§ **Task item**: Return each line of the entries that mentions the word "rules".

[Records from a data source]
**********
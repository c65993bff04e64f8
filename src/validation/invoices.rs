//! Invoice payload validators
//!
//! Line items are validated individually with a "Line item N:" prefix
//! (1-based), then the invoice-level VAT arithmetic is checked whenever the
//! full amount quartet is present and numeric.

use serde_json::Value;

use super::{as_object, consistency, fields, number, optional, required, ValidationReport};
use crate::models::INVOICE_STATUSES;

fn check_line_item(index: usize, item: &Value, report: &mut ValidationReport) {
    let prefix = format!("Line item {}", index + 1);

    let Some(map) = item.as_object() else {
        report.fail(format!("{}: must be an object", prefix));
        return;
    };

    match map.get("description").and_then(Value::as_str) {
        Some(desc) if !desc.trim().is_empty() => {}
        _ => report.fail(format!("{}: description is required", prefix)),
    }

    let quantity = map.get("quantity").and_then(number);
    let unit_price = map.get("unit_price").and_then(number);
    let total = map.get("total").and_then(number);

    match quantity {
        Some(q) if q > 0.0 => {}
        Some(_) => report.fail(format!("{}: quantity must be greater than 0", prefix)),
        None => report.fail(format!("{}: quantity must be a number", prefix)),
    }
    match unit_price {
        Some(p) if p >= 0.0 => {}
        Some(_) => report.fail(format!("{}: unit_price must not be negative", prefix)),
        None => report.fail(format!("{}: unit_price must be a number", prefix)),
    }
    match total {
        Some(t) if t >= 0.0 => {}
        Some(_) => report.fail(format!("{}: total must not be negative", prefix)),
        None => report.fail(format!("{}: total must be a number", prefix)),
    }

    if let Some(value) = optional(map, "vat_rate") {
        match number(value) {
            Some(rate) if consistency::is_valid_vat_rate(rate) => {}
            _ => report.fail(format!("{}: vat_rate must be between 0 and 100", prefix)),
        }
    }

    // Arithmetic only when all three operands are numeric; missing operands
    // have already been reported above.
    if let (Some(q), Some(p), Some(t)) = (quantity, unit_price, total) {
        if !consistency::line_total_consistent(q, p, t) {
            report.fail(format!(
                "{}: quantity * unit_price does not match total",
                prefix
            ));
        }
    }
}

fn check_amount(key: &str, value: &Value, report: &mut ValidationReport) -> Option<f64> {
    match number(value) {
        Some(amount) if amount >= 0.0 => Some(amount),
        Some(_) => {
            report.fail(format!("{} must not be negative", key));
            None
        }
        None => {
            report.fail(format!("{} must be a number", key));
            None
        }
    }
}

fn check_vat_rate(value: &Value, report: &mut ValidationReport) -> Option<f64> {
    match number(value) {
        Some(rate) if consistency::is_valid_vat_rate(rate) => Some(rate),
        Some(_) => {
            report.fail("vat_rate must be between 0 and 100");
            None
        }
        None => {
            report.fail("vat_rate must be a number");
            None
        }
    }
}

fn check_invoice_arithmetic(
    subtotal: Option<f64>,
    vat_rate: Option<f64>,
    vat_amount: Option<f64>,
    total_amount: Option<f64>,
    report: &mut ValidationReport,
) {
    if let (Some(subtotal), Some(rate), Some(vat)) = (subtotal, vat_rate, vat_amount) {
        if !consistency::vat_amount_consistent(subtotal, rate, vat) {
            report.fail("Invoice calculation mismatch: subtotal * vat_rate / 100 does not match vat_amount");
        }
    }
    if let (Some(subtotal), Some(vat), Some(total)) = (subtotal, vat_amount, total_amount) {
        if !consistency::grand_total_consistent(subtotal, vat, total) {
            report.fail(
                "Invoice calculation mismatch: subtotal + vat_amount does not match total_amount",
            );
        }
    }
}

fn check_status(value: &Value, report: &mut ValidationReport) {
    match value.as_str() {
        Some(status) if INVOICE_STATUSES.contains(&status) => {}
        _ => report.fail(format!(
            "status must be one of {}",
            INVOICE_STATUSES.join(", ")
        )),
    }
}

fn check_due_date(value: &Value, report: &mut ValidationReport) {
    match value.as_str() {
        Some(date) if fields::is_valid_date_only(date) => {}
        _ => report.fail("due_date must be a valid YYYY-MM-DD date"),
    }
}

fn check_currency(value: &Value, report: &mut ValidationReport) {
    match value.as_str() {
        Some(code) if fields::is_valid_currency(code) => {}
        _ => report.fail("currency must be one of AED, USD, CAD"),
    }
}

/// Validate a create-invoice payload: required fields, per-line-item rules,
/// then VAT/total arithmetic. All violations are reported.
pub fn validate_create_invoice(payload: &Value) -> ValidationReport {
    let mut report = ValidationReport::new();
    let Some(map) = as_object(payload, &mut report) else {
        return report;
    };

    if let Some(value) = required(map, "customer_id", &mut report) {
        match value.as_str() {
            Some(id) if !id.trim().is_empty() => {}
            _ => report.fail("customer_id must be a non-empty string"),
        }
    }

    if let Some(value) = required(map, "line_items", &mut report) {
        match value.as_array() {
            Some(items) if !items.is_empty() => {
                for (index, item) in items.iter().enumerate() {
                    check_line_item(index, item, &mut report);
                }
            }
            _ => report.fail("line_items must be a non-empty array"),
        }
    }

    let subtotal = required(map, "subtotal", &mut report)
        .and_then(|v| check_amount("subtotal", v, &mut report));
    let vat_rate =
        required(map, "vat_rate", &mut report).and_then(|v| check_vat_rate(v, &mut report));
    let vat_amount = required(map, "vat_amount", &mut report)
        .and_then(|v| check_amount("vat_amount", v, &mut report));
    let total_amount = required(map, "total_amount", &mut report)
        .and_then(|v| check_amount("total_amount", v, &mut report));

    check_invoice_arithmetic(subtotal, vat_rate, vat_amount, total_amount, &mut report);

    if let Some(value) = required(map, "currency", &mut report) {
        check_currency(value, &mut report);
    }
    if let Some(value) = required(map, "due_date", &mut report) {
        check_due_date(value, &mut report);
    }
    if let Some(value) = optional(map, "status") {
        check_status(value, &mut report);
    }

    report
}

/// Validate an update-invoice payload. Every field optional; present fields
/// follow the create rules, and the arithmetic check runs when the full
/// amount quartet is supplied.
pub fn validate_update_invoice(payload: &Value) -> ValidationReport {
    let mut report = ValidationReport::new();
    let Some(map) = as_object(payload, &mut report) else {
        return report;
    };

    if let Some(value) = optional(map, "line_items") {
        match value.as_array() {
            Some(items) if !items.is_empty() => {
                for (index, item) in items.iter().enumerate() {
                    check_line_item(index, item, &mut report);
                }
            }
            _ => report.fail("line_items must be a non-empty array"),
        }
    }

    let subtotal =
        optional(map, "subtotal").and_then(|v| check_amount("subtotal", v, &mut report));
    let vat_rate = optional(map, "vat_rate").and_then(|v| check_vat_rate(v, &mut report));
    let vat_amount =
        optional(map, "vat_amount").and_then(|v| check_amount("vat_amount", v, &mut report));
    let total_amount =
        optional(map, "total_amount").and_then(|v| check_amount("total_amount", v, &mut report));

    check_invoice_arithmetic(subtotal, vat_rate, vat_amount, total_amount, &mut report);

    if let Some(value) = optional(map, "currency") {
        check_currency(value, &mut report);
    }
    if let Some(value) = optional(map, "due_date") {
        check_due_date(value, &mut report);
    }
    if let Some(value) = optional(map, "status") {
        check_status(value, &mut report);
    }

    report
}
**********
§ **Worked solution**:
/// Validate a create-invoice payload: required fields, per-line-item rules,
/// follow the create rules, and the arithmetic check runs when the full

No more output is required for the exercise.